═══ Dataset extract ═══
//! Wraps the `findmnt` command to resolve the device currently mounted at a
//! given mountpoint. Preferred over hand-parsing `/proc/self/mountinfo`
//! because `findmnt --json` gives us typed, already-escaped fields.

use std::path::{Path, PathBuf};

use serde::Deserialize;

use crate::dependencies::Dependency;

#[derive(Debug, Deserialize)]
struct FindMnt {
    filesystems: Vec<Entry>,
}

#[derive(Debug, Deserialize)]
struct Entry {
    source: Option<String>,
}

/// Returns the device path `findmnt` reports as the source for `target`
/// (e.g. `/`), or `None` if nothing is mounted there.
pub fn source_for_mountpoint(target: &Path) -> Result<Option<PathBuf>, crate::dependencies::DependencyError> {
    let stdout = Dependency::Findmnt
        .cmd()
        .args(["--json", "--noheadings", "--output", "source"])
        .arg(target)
        .run_and_capture()?;

    let parsed: FindMnt = match serde_json::from_str(&stdout) {
        Ok(parsed) => parsed,
        Err(_) => return Ok(None),
    };

    Ok(parsed
        .filesystems
        .into_iter()
        .next()
        .and_then(|entry| entry.source)
        .map(PathBuf::from))
}

#[cfg(test)]
mod tests {
    use super::*;

    #[test]
    fn parses_findmnt_json_source() {
        let json = r#"{"filesystems": [{"source": "/dev/mmcblk0p2"}]}"#;
        let parsed: FindMnt = serde_json::from_str(json).unwrap();
        assert_eq!(parsed.filesystems[0].source.as_deref(), Some("/dev/mmcblk0p2"));
    }
}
═══
* Requirement
Filter the data down to the lines that contain the string "target", and copy them.

* Answer to the exercise
/// Returns the device path `findmnt` reports as the source for `target`
pub fn source_for_mountpoint(target: &Path) -> Result<Option<PathBuf>, crate::dependencies::DependencyError> {
        .arg(target)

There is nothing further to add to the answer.